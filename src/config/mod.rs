use std::path::{Path, PathBuf};

use serde::{Deserialize, Serialize};
use thiserror::Error;

use crate::geometry::{Color, Size};
use crate::mask::{EditorType, GridDivisions};
use crate::picker::media::{MediaSource, MediaType, VideoQuality};

#[derive(Debug, Clone, Copy, PartialEq, Eq)]
pub(crate) enum ConfigPathError {
    MissingHomeDirectory,
}

const APP_DIR: &str = "lightpick";
const APP_CONFIG_FILE: &str = "config.json";

pub type ConfigResult<T> = std::result::Result<T, ConfigError>;

#[derive(Debug, Error, PartialEq)]
pub enum ConfigError {
    #[error("output size must be positive, got {width}x{height}")]
    InvalidOutputSize { width: u32, height: u32 },
    #[error("{field} must not be negative, got {value}")]
    NegativeValue { field: &'static str, value: f64 },
    #[error("at least one media type must be allowed")]
    NoAllowedTypes,
    #[error("at least one media source must be allowed")]
    NoAllowedSources,
}

/// Picker-wide capture settings.
#[derive(Debug, Clone, Default, PartialEq, Serialize, Deserialize)]
#[serde(default)]
pub struct GlobalConfig {
    pub video_quality: VideoQuality,
}

/// Arrow directions the host may use when the sheet is shown as a popover.
#[derive(Debug, Clone, Copy, PartialEq, Eq, Serialize, Deserialize)]
#[serde(default)]
pub struct ArrowDirections {
    pub up: bool,
    pub down: bool,
    pub left: bool,
    pub right: bool,
}

impl ArrowDirections {
    pub const fn any() -> Self {
        Self {
            up: true,
            down: true,
            left: true,
            right: true,
        }
    }
}

impl Default for ArrowDirections {
    fn default() -> Self {
        Self::any()
    }
}

/// Strings shown by the source-selection sheet and the no-access notice.
#[derive(Debug, Clone, PartialEq, Serialize, Deserialize)]
#[serde(default)]
pub struct PickerTexts {
    pub title: Option<String>,
    pub message: Option<String>,
    pub cancel_text: String,
    /// Camera button title when only video is allowed.
    pub shot_video_text: String,
    /// Camera button title when only photos are allowed.
    pub shot_photo_text: String,
    /// Camera button title when both photos and videos are allowed.
    pub shot_media_text: String,
    pub select_text: String,
    pub settings_text: String,
    pub permitted_arrow_directions: ArrowDirections,
    pub access_required_alert_title: Option<String>,
    pub access_required_alert_message: Option<String>,
}

impl Default for PickerTexts {
    fn default() -> Self {
        Self {
            title: Some("Select media".to_string()),
            message: None,
            cancel_text: "Cancel".to_string(),
            shot_video_text: "Record a video".to_string(),
            shot_photo_text: "Make a shot".to_string(),
            shot_media_text: "Record media".to_string(),
            select_text: "Select from library".to_string(),
            settings_text: "Settings".to_string(),
            permitted_arrow_directions: ArrowDirections::any(),
            access_required_alert_title: Some("Error".to_string()),
            access_required_alert_message: Some(
                "This app does not have access to required media. Please enable access in \
                 privacy settings clicking on a button below."
                    .to_string(),
            ),
        }
    }
}

#[derive(Debug, Clone, PartialEq, Serialize, Deserialize)]
#[serde(default)]
pub struct FontSpec {
    /// `None` selects the platform system font.
    pub family: Option<String>,
    pub size: f64,
}

impl FontSpec {
    pub const fn system(size: f64) -> Self {
        Self { family: None, size }
    }
}

impl Default for FontSpec {
    fn default() -> Self {
        Self::system(14.0)
    }
}

/// Appearance of the crop editor.
#[derive(Debug, Clone, PartialEq, Serialize, Deserialize)]
#[serde(default)]
pub struct ImageEditorConfig {
    pub title: Option<String>,
    pub cancel_text: String,
    pub use_text: String,
    #[serde(with = "color_hex")]
    pub dim_color: Color,
    #[serde(with = "color_hex")]
    pub button_color: Color,
    #[serde(with = "color_hex")]
    pub title_color: Color,
    pub button_font: FontSpec,
    pub title_font: FontSpec,
    /// Gap between the container edge and the mask hole.
    pub hole_padding: f64,
    #[serde(with = "color_hex")]
    pub border_color: Color,
    pub border_width: f64,
    #[serde(with = "color_hex")]
    pub grid_color: Color,
    pub grid_width: f64,
}

impl Default for ImageEditorConfig {
    fn default() -> Self {
        Self {
            title: Some("Zoom and crop an image".to_string()),
            cancel_text: "Cancel".to_string(),
            use_text: "Use".to_string(),
            dim_color: Color::BLACK.with_alpha(0.66),
            button_color: Color::WHITE,
            title_color: Color::WHITE,
            button_font: FontSpec::system(14.0),
            title_font: FontSpec::system(20.0),
            hole_padding: 20.0,
            border_color: Color::WHITE,
            border_width: 1.5,
            grid_color: Color::WHITE.with_alpha(0.5),
            grid_width: 0.5,
        }
    }
}

/// Pixel size of the image handed back after editing.
#[derive(Debug, Clone, Copy, PartialEq, Eq, Serialize, Deserialize)]
pub struct OutputSize {
    pub width: u32,
    pub height: u32,
}

impl OutputSize {
    pub const fn new(width: u32, height: u32) -> Self {
        Self { width, height }
    }

    pub const fn is_positive(self) -> bool {
        self.width > 0 && self.height > 0
    }

    pub fn as_size(self) -> Size {
        Size::new(f64::from(self.width), f64::from(self.height))
    }
}

impl Default for OutputSize {
    fn default() -> Self {
        Self::new(800, 600)
    }
}

/// Everything a picker session reads; supplied once and never mutated while a session runs.
#[derive(Debug, Clone, PartialEq, Serialize, Deserialize)]
#[serde(default)]
pub struct PickerConfiguration {
    pub global: GlobalConfig,
    pub picker: PickerTexts,
    pub image_editor: ImageEditorConfig,
    pub editor_type: EditorType,
    pub output_size: OutputSize,
    /// Grid separators for the rectangular editor; ignored by the profile editor.
    pub grid_divisions: GridDivisions,
    pub allowed_types: Vec<MediaType>,
    pub allowed_sources: Vec<MediaSource>,
}

impl Default for PickerConfiguration {
    fn default() -> Self {
        Self {
            global: GlobalConfig::default(),
            picker: PickerTexts::default(),
            image_editor: ImageEditorConfig::default(),
            editor_type: EditorType::default(),
            output_size: OutputSize::default(),
            grid_divisions: GridDivisions::default(),
            allowed_types: vec![MediaType::Video, MediaType::Photo],
            allowed_sources: vec![MediaSource::Camera, MediaSource::Library],
        }
    }
}

impl PickerConfiguration {
    pub fn allows_type(&self, media_type: MediaType) -> bool {
        self.allowed_types.contains(&media_type)
    }

    pub fn allows_source(&self, source: MediaSource) -> bool {
        self.allowed_sources.contains(&source)
    }

    pub fn validate(&self) -> ConfigResult<()> {
        if !self.output_size.is_positive() {
            return Err(ConfigError::InvalidOutputSize {
                width: self.output_size.width,
                height: self.output_size.height,
            });
        }
        let editor = &self.image_editor;
        for (field, value) in [
            ("hole_padding", editor.hole_padding),
            ("border_width", editor.border_width),
            ("grid_width", editor.grid_width),
        ] {
            if value < 0.0 {
                return Err(ConfigError::NegativeValue { field, value });
            }
        }
        if self.allowed_types.is_empty() {
            return Err(ConfigError::NoAllowedTypes);
        }
        if self.allowed_sources.is_empty() {
            return Err(ConfigError::NoAllowedSources);
        }
        Ok(())
    }
}

mod color_hex {
    use serde::{Deserialize, Deserializer, Serializer};

    use crate::geometry::Color;

    pub(super) fn serialize<S: Serializer>(
        color: &Color,
        serializer: S,
    ) -> Result<S::Ok, S::Error> {
        serializer.serialize_str(&color.to_hex())
    }

    pub(super) fn deserialize<'de, D: Deserializer<'de>>(
        deserializer: D,
    ) -> Result<Color, D::Error> {
        let raw = String::deserialize(deserializer)?;
        Color::try_from(raw).map_err(serde::de::Error::custom)
    }
}

/// Loads `config.json` from the user config directory, falling back to defaults.
pub fn load_picker_config() -> PickerConfiguration {
    let (xdg_config_home, home) = config_env_dirs();
    load_picker_config_with(xdg_config_home.as_deref(), home.as_deref())
}

fn load_picker_config_with(
    xdg_config_home: Option<&Path>,
    home: Option<&Path>,
) -> PickerConfiguration {
    let path = match app_config_path(APP_DIR, APP_CONFIG_FILE, xdg_config_home, home) {
        Ok(p) => p,
        Err(_) => return PickerConfiguration::default(),
    };
    if !path.exists() {
        return PickerConfiguration::default();
    }
    match std::fs::read_to_string(&path) {
        Ok(contents) => parse_picker_config(&contents).unwrap_or_else(|err| {
            tracing::warn!(%err, ?path, "failed to load config.json; using defaults");
            PickerConfiguration::default()
        }),
        Err(err) => {
            tracing::warn!(?err, ?path, "failed to read config.json; using defaults");
            PickerConfiguration::default()
        }
    }
}

#[derive(Debug, Error)]
pub(crate) enum ConfigLoadError {
    #[error("invalid json: {0}")]
    Parse(#[from] serde_json::Error),
    #[error(transparent)]
    Invalid(#[from] ConfigError),
}

pub(crate) fn parse_picker_config(contents: &str) -> Result<PickerConfiguration, ConfigLoadError> {
    let config: PickerConfiguration = serde_json::from_str(contents)?;
    config.validate()?;
    Ok(config)
}

pub(crate) fn config_env_dirs() -> (Option<PathBuf>, Option<PathBuf>) {
    (
        std::env::var_os("XDG_CONFIG_HOME").map(PathBuf::from),
        std::env::var_os("HOME").map(PathBuf::from),
    )
}

pub(crate) fn app_config_path(
    app_dir: &str,
    file_name: &str,
    xdg_config_home: Option<&Path>,
    home: Option<&Path>,
) -> Result<PathBuf, ConfigPathError> {
    let mut path = config_root(xdg_config_home, home)?;
    path.push(app_dir);
    path.push(file_name);
    Ok(path)
}

fn config_root(
    xdg_config_home: Option<&Path>,
    home: Option<&Path>,
) -> Result<PathBuf, ConfigPathError> {
    if let Some(xdg) = xdg_config_home.filter(|path| !path.as_os_str().is_empty()) {
        return Ok(xdg.to_path_buf());
    }

    let home = home.ok_or(ConfigPathError::MissingHomeDirectory)?;
    Ok(home.join(".config"))
}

══════════════════════════════

**Problem requirements**
Working through the entries above, copy every line in which "Some" is found.

**Answer box**
            title: Some("Select media".to_string()),
            access_required_alert_title: Some("Error".to_string()),
            access_required_alert_message: Some(
            title: Some("Zoom and crop an image".to_string()),
    if let Some(xdg) = xdg_config_home.filter(|path| !path.as_os_str().is_empty()) {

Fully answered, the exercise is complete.